▸ **Provided information**
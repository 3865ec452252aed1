//! Run orchestration
//!
//! Drives one batch run end to end: locate the configuration, discover
//! source tables and artifacts, assemble data objects per dataset, write
//! the report document and copy everything to the staging area.

mod error;
mod result;

pub use error::PipelineError;
pub use result::PipelineResult;

use crate::artifact::ArtifactMatcher;
use crate::assemble::{metadata, DatasetAssembler};
use crate::config::constants::{layout, CONFIG_FILE_NAME, LIMIT_FILE_NAME};
use crate::config::settings::{ConfigError, Settings};
use crate::limits::LimitTable;
use crate::logging::codes;
use crate::recipe::construct_recipe;
use crate::staging;
use crate::table::{read_datasets, DatasetSource, SourceMetadata, TableError, TabularSource};
use crate::writer::ReportDocumentWriter;
use crate::{log_info, log_success};
use chrono::Local;
use std::fs;
use std::path::{Path, PathBuf};
use std::time::Instant;

/// Process one raw data folder through the complete pipeline
/// (config -> discovery -> classify/assemble per dataset -> write -> stage)
pub fn process_run(input_path: &Path) -> Result<PipelineResult, PipelineError> {
    let start_time = Instant::now();
    log_info!("Starting report assembly run", "input" => input_path.display());

    let base = layout_base(input_path);
    let root = base.parent().unwrap_or(&base).to_path_buf();

    // Stage 1: configuration
    let config_path = locate_config(&root)?;
    let settings = Settings::load(&config_path)?;
    log_success!(codes::success::CONFIG_LOADED, "Configuration loaded",
        "config" => config_path.display());
    let limit_table = LimitTable::load(&config_path.with_file_name(LIMIT_FILE_NAME));

    // Stage 2: discovery and acquisition
    let found = staging::discover(input_path);
    if found.tables.is_empty() {
        return Err(TableError::NoSources {
            path: input_path.display().to_string(),
        }
        .into());
    }
    let datasets = read_datasets(&found.tables)?;
    let matcher = ArtifactMatcher::new(
        paths_as_strings(&found.pictures),
        paths_as_strings(&found.waveforms),
    );

    // Stage 3: per-dataset assembly
    let source_meta = source_metadata(&settings, &found.tables[0]);
    let common = metadata::common_meta_data(&source_meta);

    let mut all_objects = Vec::new();
    let mut limit_objects = 0;
    let mut value_objects = 0;
    let mut datasets_processed = 0;
    for (index, (dataset_id, table)) in datasets.datasets().into_iter().enumerate() {
        // tables and datasets are paired in discovery order; folder links
        // and the artifact folder token follow each dataset's own table
        let parent_folder = parent_folder_of(&found.tables[index]);
        let mut assembler = DatasetAssembler::new(
            &dataset_id,
            &source_meta,
            &common,
            &limit_table,
            &matcher,
            &parent_folder,
        );
        for row in 0..table.rows() {
            assembler.process_row(table, row)?;
        }
        let assembled = assembler.finish();
        log_success!(codes::success::DATASET_PROCESSED, "Dataset processed",
            "dataset" => dataset_id,
            "limits" => assembled.limit_count,
            "values" => assembled.value_count);
        limit_objects += assembled.limit_count;
        value_objects += assembled.value_count;
        datasets_processed += 1;
        all_objects.extend(assembled.objects);
    }

    // Stage 4: document serialization
    let out_folder = report_folder(&root);
    fs::create_dir_all(&out_folder).map_err(|e| PipelineError::io_error(&out_folder, e))?;
    let report_path = out_folder.join(format!("{}.json", settings.report_name));
    let recipe = construct_recipe(
        &settings.report_template,
        &settings.report_name,
        &settings.project,
    );
    let writer = ReportDocumentWriter::new();
    writer.write_to_file(&report_path, &common, &mut all_objects, &recipe)?;

    // Stage 5: best-effort staging
    let staging_area = staging::staging_folder(&settings.project);
    let files_staged = staging::copy_to_staging(&report_path, &found, &staging_area);
    if files_staged > 0 {
        log_success!(codes::success::STAGING_COMPLETED, "Artifacts staged",
            "staging_area" => staging_area.display(),
            "files" => files_staged);
    }

    let result = PipelineResult {
        report_path,
        datasets_processed,
        limit_objects,
        value_objects,
        files_staged,
        processing_duration: start_time.elapsed(),
    };
    result.log_success();
    Ok(result)
}

/// When invoked on a folder inside the raw data tree, derive locations
/// from the raw data folder itself rather than the selected subfolder
fn layout_base(input: &Path) -> PathBuf {
    let mut base = input.to_path_buf();
    if base
        .components()
        .any(|c| c.as_os_str() == layout::RAW_DATA_FOLDER)
    {
        while base
            .file_name()
            .map(|name| name != layout::RAW_DATA_FOLDER)
            .unwrap_or(false)
        {
            if !base.pop() {
                break;
            }
        }
    }
    base
}

/// Find the configuration file under the test flow folder next to the
/// raw data folder
fn locate_config(root: &Path) -> Result<PathBuf, ConfigError> {
    let test_flow = root.join(layout::TEST_FLOW_FOLDER);
    staging::find_files(&test_flow, CONFIG_FILE_NAME)
        .into_iter()
        .next()
        .ok_or_else(|| ConfigError::NotFound {
            path: test_flow.join(CONFIG_FILE_NAME).display().to_string(),
        })
}

/// Timestamped output folder for this run
fn report_folder(root: &Path) -> PathBuf {
    let stamp = Local::now().format("%Y%m%dT%H%M%S").to_string();
    root.join(layout::REPORT_FOLDER).join(stamp)
}

/// Scalar metadata for this run. The CSV export layout carries no embedded
/// identity block, so operator and product identity come from the
/// configuration; the test program name is the folder holding the tables.
fn source_metadata(settings: &Settings, first_table: &Path) -> SourceMetadata {
    let test_program_name = first_table
        .parent()
        .and_then(|folder| folder.file_name())
        .map(|name| name.to_string_lossy().to_string())
        .unwrap_or_default();
    SourceMetadata {
        username: settings.username.clone(),
        email: settings.email.clone(),
        api_id: settings.api_id_perl.clone(),
        test_program_name,
        testunit_version: "1".to_string(),
        basic_type: settings.extra.get("basic_type").cloned().unwrap_or_default(),
        product_sales_code: settings
            .extra
            .get("product_sales_code")
            .cloned()
            .unwrap_or_default(),
        product_design_step: settings
            .extra
            .get("product_design_step")
            .cloned()
            .unwrap_or_default(),
        package: settings.extra.get("package").cloned().unwrap_or_default(),
        dut_id: settings.extra.get("dut_id").cloned().unwrap_or_default(),
        global_id: settings.extra.get("global_id").cloned().unwrap_or_default(),
        sw_names: Vec::new(),
    }
}

fn parent_folder_of(table: &Path) -> String {
    match table.parent() {
        Some(folder) => format!("{}/", folder.display()),
        None => String::new(),
    }
}

fn paths_as_strings(paths: &[PathBuf]) -> Vec<String> {
    paths
        .iter()
        .map(|path| path.display().to_string())
        .collect()
}

// ============================================================================
// TESTS
// ============================================================================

▸ **Task to carry out**
Copy the records exactly, keeping every word in place.

▸ **Output of the task**
repository 3865ec452252aed1
//! Run orchestration
//!
//! Drives one batch run end to end: locate the configuration, discover
//! source tables and artifacts, assemble data objects per dataset, write
//! the report document and copy everything to the staging area.

mod error;
mod result;

pub use error::PipelineError;
pub use result::PipelineResult;

use crate::artifact::ArtifactMatcher;
use crate::assemble::{metadata, DatasetAssembler};
use crate::config::constants::{layout, CONFIG_FILE_NAME, LIMIT_FILE_NAME};
use crate::config::settings::{ConfigError, Settings};
use crate::limits::LimitTable;
use crate::logging::codes;
use crate::recipe::construct_recipe;
use crate::staging;
use crate::table::{read_datasets, DatasetSource, SourceMetadata, TableError, TabularSource};
use crate::writer::ReportDocumentWriter;
use crate::{log_info, log_success};
use chrono::Local;
use std::fs;
use std::path::{Path, PathBuf};
use std::time::Instant;

/// Process one raw data folder through the complete pipeline
/// (config -> discovery -> classify/assemble per dataset -> write -> stage)
pub fn process_run(input_path: &Path) -> Result<PipelineResult, PipelineError> {
    let start_time = Instant::now();
    log_info!("Starting report assembly run", "input" => input_path.display());

    let base = layout_base(input_path);
    let root = base.parent().unwrap_or(&base).to_path_buf();

    // Stage 1: configuration
    let config_path = locate_config(&root)?;
    let settings = Settings::load(&config_path)?;
    log_success!(codes::success::CONFIG_LOADED, "Configuration loaded",
        "config" => config_path.display());
    let limit_table = LimitTable::load(&config_path.with_file_name(LIMIT_FILE_NAME));

    // Stage 2: discovery and acquisition
    let found = staging::discover(input_path);
    if found.tables.is_empty() {
        return Err(TableError::NoSources {
            path: input_path.display().to_string(),
        }
        .into());
    }
    let datasets = read_datasets(&found.tables)?;
    let matcher = ArtifactMatcher::new(
        paths_as_strings(&found.pictures),
        paths_as_strings(&found.waveforms),
    );

    // Stage 3: per-dataset assembly
    let source_meta = source_metadata(&settings, &found.tables[0]);
    let common = metadata::common_meta_data(&source_meta);

    let mut all_objects = Vec::new();
    let mut limit_objects = 0;
    let mut value_objects = 0;
    let mut datasets_processed = 0;
    for (index, (dataset_id, table)) in datasets.datasets().into_iter().enumerate() {
        // tables and datasets are paired in discovery order; folder links
        // and the artifact folder token follow each dataset's own table
        let parent_folder = parent_folder_of(&found.tables[index]);
        let mut assembler = DatasetAssembler::new(
            &dataset_id,
            &source_meta,
            &common,
            &limit_table,
            &matcher,
            &parent_folder,
        );
        for row in 0..table.rows() {
            assembler.process_row(table, row)?;
        }
        let assembled = assembler.finish();
        log_success!(codes::success::DATASET_PROCESSED, "Dataset processed",
            "dataset" => dataset_id,
            "limits" => assembled.limit_count,
            "values" => assembled.value_count);
        limit_objects += assembled.limit_count;
        value_objects += assembled.value_count;
        datasets_processed += 1;
        all_objects.extend(assembled.objects);
    }

    // Stage 4: document serialization
    let out_folder = report_folder(&root);
    fs::create_dir_all(&out_folder).map_err(|e| PipelineError::io_error(&out_folder, e))?;
    let report_path = out_folder.join(format!("{}.json", settings.report_name));
    let recipe = construct_recipe(
        &settings.report_template,
        &settings.report_name,
        &settings.project,
    );
    let writer = ReportDocumentWriter::new();
    writer.write_to_file(&report_path, &common, &mut all_objects, &recipe)?;

    // Stage 5: best-effort staging
    let staging_area = staging::staging_folder(&settings.project);
    let files_staged = staging::copy_to_staging(&report_path, &found, &staging_area);
    if files_staged > 0 {
        log_success!(codes::success::STAGING_COMPLETED, "Artifacts staged",
            "staging_area" => staging_area.display(),
            "files" => files_staged);
    }

    let result = PipelineResult {
        report_path,
        datasets_processed,
        limit_objects,
        value_objects,
        files_staged,
        processing_duration: start_time.elapsed(),
    };
    result.log_success();
    Ok(result)
}

/// When invoked on a folder inside the raw data tree, derive locations
/// from the raw data folder itself rather than the selected subfolder
fn layout_base(input: &Path) -> PathBuf {
    let mut base = input.to_path_buf();
    if base
        .components()
        .any(|c| c.as_os_str() == layout::RAW_DATA_FOLDER)
    {
        while base
            .file_name()
            .map(|name| name != layout::RAW_DATA_FOLDER)
            .unwrap_or(false)
        {
            if !base.pop() {
                break;
            }
        }
    }
    base
}

/// Find the configuration file under the test flow folder next to the
/// raw data folder
fn locate_config(root: &Path) -> Result<PathBuf, ConfigError> {
    let test_flow = root.join(layout::TEST_FLOW_FOLDER);
    staging::find_files(&test_flow, CONFIG_FILE_NAME)
        .into_iter()
        .next()
        .ok_or_else(|| ConfigError::NotFound {
            path: test_flow.join(CONFIG_FILE_NAME).display().to_string(),
        })
}

/// Timestamped output folder for this run
fn report_folder(root: &Path) -> PathBuf {
    let stamp = Local::now().format("%Y%m%dT%H%M%S").to_string();
    root.join(layout::REPORT_FOLDER).join(stamp)
}

/// Scalar metadata for this run. The CSV export layout carries no embedded
/// identity block, so operator and product identity come from the
/// configuration; the test program name is the folder holding the tables.
fn source_metadata(settings: &Settings, first_table: &Path) -> SourceMetadata {
    let test_program_name = first_table
        .parent()
        .and_then(|folder| folder.file_name())
        .map(|name| name.to_string_lossy().to_string())
        .unwrap_or_default();
    SourceMetadata {
        username: settings.username.clone(),
        email: settings.email.clone(),
        api_id: settings.api_id_perl.clone(),
        test_program_name,
        testunit_version: "1".to_string(),
        basic_type: settings.extra.get("basic_type").cloned().unwrap_or_default(),
        product_sales_code: settings
            .extra
            .get("product_sales_code")
            .cloned()
            .unwrap_or_default(),
        product_design_step: settings
            .extra
            .get("product_design_step")
            .cloned()
            .unwrap_or_default(),
        package: settings.extra.get("package").cloned().unwrap_or_default(),
        dut_id: settings.extra.get("dut_id").cloned().unwrap_or_default(),
        global_id: settings.extra.get("global_id").cloned().unwrap_or_default(),
        sw_names: Vec::new(),
    }
}

fn parent_folder_of(table: &Path) -> String {
    match table.parent() {
        Some(folder) => format!("{}/", folder.display()),
        None => String::new(),
    }
}

fn paths_as_strings(paths: &[PathBuf]) -> Vec<String> {
    paths
        .iter()
        .map(|path| path.display().to_string())
        .collect()
}

// ============================================================================
// TESTS
// ============================================================================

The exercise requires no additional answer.